KEY POINTS:
Tomorrow's strike of more than 2000 junior doctors may not be the last, as talks between their union and the health boards continue to flounder.
The strike, starting at 7am tomorrow and continuing until 7am Friday, mirror the doctors' two-day strike two weeks ago.
Thousands of New Zealanders' elective surgery was postponed then, and the same result will follow from tomorrow's action.
It will have a financial cost - estimated at well above $1 million per day to the country's public health sector - from advertising the strike, planning contingency strategies and paying senior doctors additional hourly rates to cover for the missing junior doctors.
But New Zealand Resident Doctors Association general secretary Dr Deborah Powell told the Herald last night she didn't think tomorrow's strike would have an effect on the health boards' position, calling it one of "non-negotiation".
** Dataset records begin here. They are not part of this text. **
// 🧾 Evidence Exporter - write-once CSV exports of what a run changed
//
// Two artifacts per batch, named by run timestamp and batch identity:
//   <insert_prefix>inserted_<YYYYmmddHHMMSS>_<batch name>
//   <update_prefix>updated_<YYYYmmddHHMMSS>_<batch name>
//
// The batch name is the key below the input prefix with '/' turned into '_',
// so project/east/roster.csv becomes east_roster.csv.
//
// Only call after the batch transaction committed.

use crate::db::AuthoritativeRecord;
use crate::error::{ReconcileError, Result};
use crate::object_store::ObjectStore;
use crate::reconciliation::ReconciliationResult;
use chrono::{DateTime, Utc};
use serde::{Deserialize, Serialize};

pub const EVIDENCE_HEADER: [&str; 7] = [
    "Employee_ID",
    "Employee_Name",
    "Role",
    "Shift_Type",
    "Enter_Date",
    "Salary",
    "Change_ID",
];

/// Keys of the two artifacts written for one batch
#[derive(Debug, Clone, PartialEq, Eq, Serialize, Deserialize)]
pub struct EvidenceKeys {
    pub inserted: String,
    pub updated: String,
}

pub struct EvidenceExporter<'a> {
    store: &'a dyn ObjectStore,
    input_prefix: &'a str,
    insert_prefix: &'a str,
    update_prefix: &'a str,
}

impl<'a> EvidenceExporter<'a> {
    pub fn new(
        store: &'a dyn ObjectStore,
        input_prefix: &'a str,
        insert_prefix: &'a str,
        update_prefix: &'a str,
    ) -> Self {
        EvidenceExporter {
            store,
            input_prefix,
            insert_prefix,
            update_prefix,
        }
    }

    /// Artifact keys for a batch file, without writing anything
    pub fn keys_for(&self, run_timestamp: DateTime<Utc>, source_key: &str) -> EvidenceKeys {
        let stamp = run_timestamp.format("%Y%m%d%H%M%S");
        let name = self.batch_name(source_key);

        EvidenceKeys {
            inserted: format!("{}inserted_{}_{}", self.insert_prefix, stamp, name),
            updated: format!("{}updated_{}_{}", self.update_prefix, stamp, name),
        }
    }

    fn batch_name(&self, source_key: &str) -> String {
        source_key
            .strip_prefix(self.input_prefix)
            .unwrap_or(source_key)
            .trim_start_matches('/')
            .replace('/', "_")
    }

    /// Write both artifacts. Either key already existing is fatal.
    ///
    /// Both names are checked up front so a collision writes nothing; each
    /// write is still create-only in case another writer took the name since.
    pub fn export(
        &self,
        result: &ReconciliationResult,
        run_timestamp: DateTime<Utc>,
        source_key: &str,
    ) -> Result<EvidenceKeys> {
        let keys = self.keys_for(run_timestamp, source_key);

        // Check both names before writing either
        for key in [&keys.inserted, &keys.updated] {
            let taken = self
                .store
                .exists(key)
                .map_err(|e| ReconcileError::EvidenceWriteFailure(e.to_string()))?;
            if taken {
                return Err(ReconcileError::EvidenceWriteFailure(format!(
                    "artifact '{}' already exists",
                    key
                )));
            }
        }

        self.write_artifact(&keys.inserted, &result.inserted)?;
        self.write_artifact(&keys.updated, &result.updated)?;

        Ok(keys)
    }

    fn write_artifact(&self, key: &str, records: &[AuthoritativeRecord]) -> Result<()> {
        let bytes = to_csv(records)?;
        self.store
            .create(key, &bytes)
            .map_err(|e| ReconcileError::EvidenceWriteFailure(e.to_string()))
    }
}

/// Header row plus one row per record
pub fn to_csv(records: &[AuthoritativeRecord]) -> Result<Vec<u8>> {
    let mut writer = csv::Writer::from_writer(Vec::new());
    let encode = |e: csv::Error| ReconcileError::EvidenceWriteFailure(e.to_string());

    writer.write_record(EVIDENCE_HEADER).map_err(encode)?;

    for record in records {
        let employee = &record.employee;
        let enter_date = employee.enter_date.to_string();
        let change_id = record.change_id.to_string();
        writer
            .write_record([
                employee.employee_id.as_str(),
                employee.name.as_str(),
                employee.role.as_str(),
                employee.shift_type.as_str(),
                enter_date.as_str(),
                employee.salary.as_str(),
                change_id.as_str(),
            ])
            .map_err(encode)?;
    }

    writer
        .into_inner()
        .map_err(|e| ReconcileError::EvidenceWriteFailure(e.to_string()))
}

#[cfg(test)]
mod tests {
    use super::*;
    use crate::db::EmployeeRecord;
    use crate::object_store::MemoryObjectStore;
    use chrono::TimeZone;

    fn result() -> ReconciliationResult {
        ReconciliationResult {
            change_id: 4,
            inserted: vec![AuthoritativeRecord {
                employee: EmployeeRecord::new("1", "Doe, Ann", "Eng", "Day", 20230101, "5000"),
                change_id: 4,
            }],
            updated: vec![],
            unchanged: 0,
        }
    }

    fn run_time() -> DateTime<Utc> {
        Utc.with_ymd_and_hms(2024, 5, 6, 7, 8, 9).unwrap()
    }

    #[test]
    fn test_keys_use_timestamp_and_batch_name() {
        let store = MemoryObjectStore::new();
        let exporter = EvidenceExporter::new(&store, "project/", "inserts/", "updates/");

        let keys = exporter.keys_for(run_time(), "project/batch.csv");
        assert_eq!(keys.inserted, "inserts/inserted_20240506070809_batch.csv");
        assert_eq!(keys.updated, "updates/updated_20240506070809_batch.csv");

        let nested = exporter.keys_for(run_time(), "project/2024/batch.csv");
        assert_eq!(nested.inserted, "inserts/inserted_20240506070809_2024_batch.csv");
        assert_eq!(nested.updated, "updates/updated_20240506070809_2024_batch.csv");
    }

    #[test]
    fn test_same_file_name_in_different_folders_gets_distinct_keys() {
        let store = MemoryObjectStore::new();
        let exporter = EvidenceExporter::new(&store, "project/", "inserts/", "updates/");

        let east = exporter.export(&result(), run_time(), "project/east/roster.csv").unwrap();
        let west = exporter.export(&result(), run_time(), "project/west/roster.csv").unwrap();

        assert_ne!(east, west);
        assert_eq!(east.inserted, "inserts/inserted_20240506070809_east_roster.csv");
        assert_eq!(west.inserted, "inserts/inserted_20240506070809_west_roster.csv");
    }

    #[test]
    fn test_export_writes_header_and_rows() {
        let store = MemoryObjectStore::new();
        let exporter = EvidenceExporter::new(&store, "project/", "inserts/", "updates/");

        let keys = exporter.export(&result(), run_time(), "project/batch.csv").unwrap();

        let inserted = String::from_utf8(store.read(&keys.inserted).unwrap()).unwrap();
        assert_eq!(
            inserted,
            "Employee_ID,Employee_Name,Role,Shift_Type,Enter_Date,Salary,Change_ID\n\
             1,\"Doe, Ann\",Eng,Day,20230101,5000,4\n"
        );

        // Empty update-set still yields a header-only artifact
        let updated = String::from_utf8(store.read(&keys.updated).unwrap()).unwrap();
        assert_eq!(
            updated,
            "Employee_ID,Employee_Name,Role,Shift_Type,Enter_Date,Salary,Change_ID\n"
        );
    }

    #[test]
    fn test_name_collision_is_fatal_and_not_overwritten() {
        let store = MemoryObjectStore::new()
            .with_object("updates/updated_20240506070809_batch.csv", "original");
        let exporter = EvidenceExporter::new(&store, "project/", "inserts/", "updates/");

        let err = exporter
            .export(&result(), run_time(), "project/batch.csv")
            .unwrap_err();

        assert!(matches!(err, ReconcileError::EvidenceWriteFailure(_)));
        assert_eq!(
            store.read("updates/updated_20240506070809_batch.csv").unwrap(),
            b"original".to_vec()
        );
        assert!(!store
            .exists("inserts/inserted_20240506070809_batch.csv")
            .unwrap());
    }
}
That would mean the union would go back to doctors after the strike and discuss the next steps, she said.
Further strikes would definitely feature in those discussions.
The doctors want a 13.3 per cent increase each year for three years to their present package. Health boards are offering 4.25 per cent per year for three years.
Despite a series of tit-for-tat media releases between the NZRDA and the district health boards yesterday, no new offers were tabled.
Health board pay data showed first-year junior doctors' total pay averaged about $88,000 a year, lead negotiator David Meates said.
Dr Powell said that figure was wrong. Doctors would need to work long hours, often totalling more than 70 in a week, to receive that.
High levels of responsibility and more generous pay in many other countries are also a feature consistently raised by the doctors. They say their present pay is equivalent to about $22 an hour - too little for such a role, they add.
The parties couldn't agree on which figures were more accurate, but do agree that thousands of operations would be affected by tomorrow's strike. They include joint replacements, hysterectomies, cataract operations, grommets and prostate operations.
Many patients spend years waiting for those operations.
Dr Powell said the doctors were not enjoying seeing the effects the strikes were having on patients.
TIT FOR TAT
* A District Health Boards New Zealand statement yesterday said an offer it made after tomorrow's strikes were announced would have given junior doctors a lump-sum equivalent to 4.25 per cent of their yearly earnings to ensure the strikes did not progress. It also set out a plan for an independent commission.
* Health boards' spokesman David Meates responded to strike spokeswoman Dr Deborah Powell's comparison with senior doctors, saying it was being used to "distort a picture to somehow justify a claim totalling 40 per cent over three years".
* The New Zealand Medical Association chairman, Dr Peter Foley, said there was a desperate need for a change of approach to the stand-off. "The Government must intervene," he said.